WHAT THE TASK REQUIRES →
Your job is to copy the data that follows exactly, every line included.

DATA EXTRACT →
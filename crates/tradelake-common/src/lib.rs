//! Tradelake Common Library
//!
//! Shared types, utilities, and error handling for the tradelake workspace.
//!
//! # Overview
//!
//! - **Error Handling**: [`TradelakeError`] and the [`Result`] alias
//! - **Logging**: tracing subscriber setup driven by [`logging::LogConfig`]
//! - **Checksums**: integrity checks for persisted table snapshots
//! - **Types**: identifiers shared by the ingest crate and its stores
//!
//! # Example
//!
//! ```no_run
//! use tradelake_common::checksum::compute_bytes_checksum;
//! use tradelake_common::types::ChecksumAlgorithm;
//!
//! let digest = compute_bytes_checksum(b"snapshot", ChecksumAlgorithm::Sha256);
//! println!("snapshot checksum: {}", digest);
//! ```

#![deny(clippy::unwrap_used, clippy::expect_used)]

pub mod checksum;
pub mod error;
pub mod logging;
pub mod types;

// Re-export commonly used types
pub use error::{Result, TradelakeError};
pub use types::TableId;
//! Batch sources
//!
//! Reads the raw records of one batch from `input_path`: a single file, or a
//! directory whose files are read in name order. Hidden files and `_` marker
//! files are skipped and there is no recursion. A file may hold JSON Lines, a
//! JSON array of objects, or any concatenation of the two.

use async_trait::async_trait;
use serde_json::Value;
use std::path::{Path, PathBuf};
use tracing::{debug, info};

use crate::error::{IngestError, Result};
use crate::record::RawRecord;

/// Source of one batch of raw records
#[async_trait]
pub trait BatchSource: Send + Sync {
    /// Human-readable origin, used in logs
    fn describe(&self) -> String;

    async fn read_batch(&self) -> Result<Vec<RawRecord>>;
}

/// JSON records from a file or a flat directory of files
#[derive(Debug, Clone)]
pub struct JsonBatchSource {
    path: PathBuf,
}

impl JsonBatchSource {
    pub fn new(path: impl Into<PathBuf>) -> Self {
        Self { path: path.into() }
    }

    /// Files making up the batch, in read order
    pub async fn files(&self) -> Result<Vec<PathBuf>> {
        let metadata = tokio::fs::metadata(&self.path).await.map_err(|e| {
            IngestError::Source(format!("cannot read input path {}: {}", self.path.display(), e))
        })?;

        if metadata.is_file() {
            return Ok(vec![self.path.clone()]);
        }

        let mut files = Vec::new();
        let mut entries = tokio::fs::read_dir(&self.path).await?;
        while let Some(entry) = entries.next_entry().await? {
            let hidden = entry
                .file_name()
                .to_str()
                .is_none_or(|name| name.starts_with('.') || name.starts_with('_'));
            if hidden || !entry.file_type().await?.is_file() {
                continue;
            }
            files.push(entry.path());
        }
        files.sort();
        Ok(files)
    }
}

#[async_trait]
impl BatchSource for JsonBatchSource {
    fn describe(&self) -> String {
        self.path.display().to_string()
    }

    async fn read_batch(&self) -> Result<Vec<RawRecord>> {
        let files = self.files().await?;
        let mut records = Vec::new();

        for file in &files {
            let text = tokio::fs::read_to_string(file).await.map_err(|e| {
                IngestError::Source(format!("cannot read {}: {}", file.display(), e))
            })?;
            let parsed = parse_records(&text, file)?;
            debug!(file = %file.display(), records = parsed.len(), "Read input file");
            records.extend(parsed);
        }

        info!(
            input = %self.describe(),
            files = files.len(),
            records = records.len(),
            "Read input batch"
        );
        Ok(records)
    }
}

/// Parse every JSON value in `text` into records
pub fn parse_records(text: &str, origin: &Path) -> Result<Vec<RawRecord>> {
    let mut records = Vec::new();

    for value in serde_json::Deserializer::from_str(text).into_iter::<Value>() {
        let value = value.map_err(|e| {
            IngestError::Source(format!(
                "{}: invalid JSON at line {} column {}: {}",
                origin.display(),
                e.line(),
                e.column(),
                e
            ))
        })?;

        match value {
            Value::Object(object) => records.push(RawRecord::from_json_object(object)),
            Value::Array(items) => {
                for (i, item) in items.into_iter().enumerate() {
                    let Value::Object(object) = item else {
                        return Err(IngestError::Source(format!(
                            "{}: array element {} is not an object",
                            origin.display(),
                            i
                        )));
                    };
                    records.push(RawRecord::from_json_object(object));
                }
            },
            other => {
                return Err(IngestError::Source(format!(
                    "{}: record is not a JSON object: {}",
                    origin.display(),
                    other
                )))
            },
        }
    }

    Ok(records)
}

RESULT OF THIS EXERCISE →
filename crates/tradelake-common/src/lib.rs
//! Tradelake Common Library
//!
//! Shared types, utilities, and error handling for the tradelake workspace.
//!
//! # Overview
//!
//! - **Error Handling**: [`TradelakeError`] and the [`Result`] alias
//! - **Logging**: tracing subscriber setup driven by [`logging::LogConfig`]
//! - **Checksums**: integrity checks for persisted table snapshots
//! - **Types**: identifiers shared by the ingest crate and its stores
//!
//! # Example
//!
//! ```no_run
//! use tradelake_common::checksum::compute_bytes_checksum;
//! use tradelake_common::types::ChecksumAlgorithm;
//!
//! let digest = compute_bytes_checksum(b"snapshot", ChecksumAlgorithm::Sha256);
//! println!("snapshot checksum: {}", digest);
//! ```

#![deny(clippy::unwrap_used, clippy::expect_used)]

pub mod checksum;
pub mod error;
pub mod logging;
pub mod types;

// Re-export commonly used types
pub use error::{Result, TradelakeError};
pub use types::TableId;
//! Batch sources
//!
//! Reads the raw records of one batch from `input_path`: a single file, or a
//! directory whose files are read in name order. Hidden files and `_` marker
//! files are skipped and there is no recursion. A file may hold JSON Lines, a
//! JSON array of objects, or any concatenation of the two.

use async_trait::async_trait;
use serde_json::Value;
use std::path::{Path, PathBuf};
use tracing::{debug, info};

use crate::error::{IngestError, Result};
use crate::record::RawRecord;

/// Source of one batch of raw records
#[async_trait]
pub trait BatchSource: Send + Sync {
    /// Human-readable origin, used in logs
    fn describe(&self) -> String;

    async fn read_batch(&self) -> Result<Vec<RawRecord>>;
}

/// JSON records from a file or a flat directory of files
#[derive(Debug, Clone)]
pub struct JsonBatchSource {
    path: PathBuf,
}

impl JsonBatchSource {
    pub fn new(path: impl Into<PathBuf>) -> Self {
        Self { path: path.into() }
    }

    /// Files making up the batch, in read order
    pub async fn files(&self) -> Result<Vec<PathBuf>> {
        let metadata = tokio::fs::metadata(&self.path).await.map_err(|e| {
            IngestError::Source(format!("cannot read input path {}: {}", self.path.display(), e))
        })?;

        if metadata.is_file() {
            return Ok(vec![self.path.clone()]);
        }

        let mut files = Vec::new();
        let mut entries = tokio::fs::read_dir(&self.path).await?;
        while let Some(entry) = entries.next_entry().await? {
            let hidden = entry
                .file_name()
                .to_str()
                .is_none_or(|name| name.starts_with('.') || name.starts_with('_'));
            if hidden || !entry.file_type().await?.is_file() {
                continue;
            }
            files.push(entry.path());
        }
        files.sort();
        Ok(files)
    }
}

#[async_trait]
impl BatchSource for JsonBatchSource {
    fn describe(&self) -> String {
        self.path.display().to_string()
    }

    async fn read_batch(&self) -> Result<Vec<RawRecord>> {
        let files = self.files().await?;
        let mut records = Vec::new();

        for file in &files {
            let text = tokio::fs::read_to_string(file).await.map_err(|e| {
                IngestError::Source(format!("cannot read {}: {}", file.display(), e))
            })?;
            let parsed = parse_records(&text, file)?;
            debug!(file = %file.display(), records = parsed.len(), "Read input file");
            records.extend(parsed);
        }

        info!(
            input = %self.describe(),
            files = files.len(),
            records = records.len(),
            "Read input batch"
        );
        Ok(records)
    }
}

/// Parse every JSON value in `text` into records
pub fn parse_records(text: &str, origin: &Path) -> Result<Vec<RawRecord>> {
    let mut records = Vec::new();

    for value in serde_json::Deserializer::from_str(text).into_iter::<Value>() {
        let value = value.map_err(|e| {
            IngestError::Source(format!(
                "{}: invalid JSON at line {} column {}: {}",
                origin.display(),
                e.line(),
                e.column(),
                e
            ))
        })?;

        match value {
            Value::Object(object) => records.push(RawRecord::from_json_object(object)),
            Value::Array(items) => {
                for (i, item) in items.into_iter().enumerate() {
                    let Value::Object(object) = item else {
                        return Err(IngestError::Source(format!(
                            "{}: array element {} is not an object",
                            origin.display(),
                            i
                        )));
                    };
                    records.push(RawRecord::from_json_object(object));
                }
            },
            other => {
                return Err(IngestError::Source(format!(
                    "{}: record is not a JSON object: {}",
                    origin.display(),
                    other
                )))
            },
        }
    }

    Ok(records)
}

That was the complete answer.